Does the object undergo constant acceleration with an initial speed of 0? Is your question: Starting from rest, given the constant acceleration, how much distance and time does it take for the object to reach the given speed?

3. Jun 23, 2005

### senkyoshi

Doc Al,

Yes, I think you get what I was trying to say. Thanks.

4. Jun 23, 2005

### HallsofIvy

The speed of any object, with contant acceleration a, initial velocity v0, will have velocity v(t)= at+ v0 after t seconds. During that time it will have moved a distance d(t)= (1/2)at2+ v0t.

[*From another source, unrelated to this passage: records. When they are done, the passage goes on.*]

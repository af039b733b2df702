//! Operator configuration.
//!
//! Options are read from an optional YAML file and overlaid with values given
//! on the command line. Unset or empty options fall back to documented
//! defaults (latest release, no registry override, no extra flags).

use std::{fs, path::Path};

use serde::{Deserialize, Serialize};
use thiserror::Error;

use crate::template::TemplateContext;

/// Keys forwarded to bundle templates.
pub const TEMPLATE_PARAMETERS: [&str; 4] = [
	"base-metrics-server-cpu",
	"base-metrics-server-memory",
	"metrics-server-memory-per-node",
	"metrics-server-min-cluster-size",
];

#[derive(Debug, Error)]
pub enum ConfigError {
	#[error("failed to read config file {path}")]
	Read {
		path: String,
		#[source]
		source: std::io::Error,
	},

	#[error("failed to parse config file {path}")]
	Parse {
		path: String,
		#[source]
		source: serde_yaml_with_quirks::Error,
	},

	#[error("release `{release}` is not available, expected one of: {}", .available.join(", "))]
	UnknownRelease {
		release: String,
		available: Vec<String>,
	},

	#[error("registry-server `{0}` must be a bare registry host with an optional path")]
	InvalidRegistry(String),

	#[error("extra-args entry `{0}` is not a flag")]
	InvalidExtraArg(String),
}

#[derive(Debug, Clone, Default, PartialEq, Eq, Serialize, Deserialize)]
#[serde(rename_all = "kebab-case", deny_unknown_fields)]
pub struct OperatorConfig {
	/// Manifest release to deploy, empty for the latest one.
	#[serde(default)]
	pub release: Option<String>,

	/// Image registry replacing the upstream one.
	#[serde(default)]
	pub registry_server: Option<String>,

	/// Whitespace separated flags merged into the metrics-server container.
	#[serde(default)]
	pub extra_args: Option<String>,

	#[serde(default)]
	pub base_metrics_server_cpu: Option<String>,
	#[serde(default)]
	pub base_metrics_server_memory: Option<String>,
	#[serde(default)]
	pub metrics_server_memory_per_node: Option<String>,
	#[serde(default)]
	pub metrics_server_min_cluster_size: Option<String>,
}

fn non_empty(value: &Option<String>) -> Option<&str> {
	value.as_deref().map(str::trim).filter(|v| !v.is_empty())
}

impl OperatorConfig {
	pub fn load_from_file(path: &Path) -> Result<Self, ConfigError> {
		let content = fs::read_to_string(path).map_err(|source| ConfigError::Read {
			path: path.display().to_string(),
			source,
		})?;
		serde_yaml_with_quirks::from_str(&content).map_err(|source| ConfigError::Parse {
			path: path.display().to_string(),
			source,
		})
	}

	/// Overlay `other` on top of this config; set, non-empty values win.
	pub fn merge_from(&mut self, other: &OperatorConfig) {
		fn overlay(target: &mut Option<String>, value: &Option<String>) {
			if non_empty(value).is_some() {
				target.clone_from(value);
			}
		}
		overlay(&mut self.release, &other.release);
		overlay(&mut self.registry_server, &other.registry_server);
		overlay(&mut self.extra_args, &other.extra_args);
		overlay(&mut self.base_metrics_server_cpu, &other.base_metrics_server_cpu);
		overlay(
			&mut self.base_metrics_server_memory,
			&other.base_metrics_server_memory,
		);
		overlay(
			&mut self.metrics_server_memory_per_node,
			&other.metrics_server_memory_per_node,
		);
		overlay(
			&mut self.metrics_server_min_cluster_size,
			&other.metrics_server_min_cluster_size,
		);
	}

	pub fn release(&self) -> Option<&str> {
		non_empty(&self.release)
	}

	pub fn registry(&self) -> Option<&str> {
		non_empty(&self.registry_server)
	}

	pub fn extra_args(&self) -> Option<&str> {
		non_empty(&self.extra_args)
	}

	fn template_value(&self, key: &str) -> Option<&str> {
		let value = match key {
			"base-metrics-server-cpu" => &self.base_metrics_server_cpu,
			"base-metrics-server-memory" => &self.base_metrics_server_memory,
			"metrics-server-memory-per-node" => &self.metrics_server_memory_per_node,
			"metrics-server-min-cluster-size" => &self.metrics_server_min_cluster_size,
			_ => return None,
		};
		non_empty(value)
	}

	/// Parameters handed to bundle templates.
	pub fn template_context(&self) -> TemplateContext {
		let mut ctx = TemplateContext::new();
		for key in TEMPLATE_PARAMETERS {
			if let Some(value) = self.template_value(key) {
				ctx.insert(key, value);
			}
		}
		ctx
	}

	/// Check the config against the releases present in storage.
	pub fn validate(&self, available_releases: &[String]) -> Result<(), ConfigError> {
		if let Some(release) = self.release() {
			if !available_releases.iter().any(|r| r == release) {
				return Err(ConfigError::UnknownRelease {
					release: release.to_string(),
					available: available_releases.to_vec(),
				});
			}
		}
		if let Some(registry) = self.registry() {
			if registry.contains("://") || registry.chars().any(char::is_whitespace) {
				return Err(ConfigError::InvalidRegistry(registry.to_string()));
			}
		}
		if let Some(extra_args) = self.extra_args() {
			if let Some(arg) = extra_args.split_whitespace().find(|a| !a.starts_with('-')) {
				return Err(ConfigError::InvalidExtraArg(arg.to_string()));
			}
		}
		Ok(())
	}
}

#[cfg(test)]
mod tests {
	use std::io::Write;

	use assert_matches::assert_matches;
	use indoc::indoc;

	use super::*;

	fn releases() -> Vec<String> {
		vec!["v0.5.2".to_string(), "v0.6.0".to_string()]
	}

	#[test]
	fn test_load_from_file() {
		let mut file = tempfile::NamedTempFile::new().unwrap();
		file.write_all(
			indoc! {r#"
				release: v0.6.0
				registry-server: my.server:443/library
				extra-args: --kubelet-insecure-tls
				base-metrics-server-cpu: 40m
			"#}
			.as_bytes(),
		)
		.unwrap();

		let config = OperatorConfig::load_from_file(file.path()).unwrap();
		assert_eq!(config.release(), Some("v0.6.0"));
		assert_eq!(config.registry(), Some("my.server:443/library"));
		assert_eq!(config.extra_args(), Some("--kubelet-insecure-tls"));
		assert_eq!(
			config.template_context(),
			TemplateContext::new().with("base-metrics-server-cpu", "40m")
		);
	}

	#[test]
	fn test_load_rejects_unknown_keys() {
		let mut file = tempfile::NamedTempFile::new().unwrap();
		file.write_all(b"relase: v0.6.0\n").unwrap();
		assert_matches!(
			OperatorConfig::load_from_file(file.path()),
			Err(ConfigError::Parse { .. })
		);
	}

	#[test]
	fn test_merge_prefers_non_empty_overrides() {
		let mut base = OperatorConfig {
			release: Some("v0.5.2".into()),
			registry_server: Some("my.server".into()),
			..Default::default()
		};
		base.merge_from(&OperatorConfig {
			release: Some("v0.6.0".into()),
			registry_server: Some(String::new()),
			extra_args: Some("--a".into()),
			..Default::default()
		});

		assert_eq!(base.release(), Some("v0.6.0"));
		assert_eq!(base.registry(), Some("my.server"));
		assert_eq!(base.extra_args(), Some("--a"));
	}

	#[test]
	fn test_empty_values_mean_unset() {
		let config = OperatorConfig {
			release: Some("  ".into()),
			extra_args: Some(String::new()),
			..Default::default()
		};
		assert_eq!(config.release(), None);
		assert_eq!(config.extra_args(), None);
		assert!(config.validate(&releases()).is_ok());
	}

	#[test]
	fn test_validate() {
		let unknown = OperatorConfig {
			release: Some("v9.9.9".into()),
			..Default::default()
		};
		assert_matches!(
			unknown.validate(&releases()),
			Err(ConfigError::UnknownRelease { release, .. }) if release == "v9.9.9"
		);

		let registry = OperatorConfig {
			registry_server: Some("https://my.server".into()),
			..Default::default()
		};
		assert_matches!(
			registry.validate(&releases()),
			Err(ConfigError::InvalidRegistry(_))
		);

		let args = OperatorConfig {
			extra_args: Some("--a=1 oops".into()),
			..Default::default()
		};
		assert_matches!(
			args.validate(&releases()),
			Err(ConfigError::InvalidExtraArg(arg)) if arg == "oops"
		);
	}
}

In your case, since the initial velocity is v0= 0 and the constant acceleration is a= 70 in/sec, the velocity after t seconds will be v(t)= 70t and the distance moved will be d(t)= 35t2. To find the time necessary for the object to accelerate from 0 to 7 inches per second, solve the equation 70t= 7. To find the distance moved in that time substitute that answer for t in d(t)= 35t2.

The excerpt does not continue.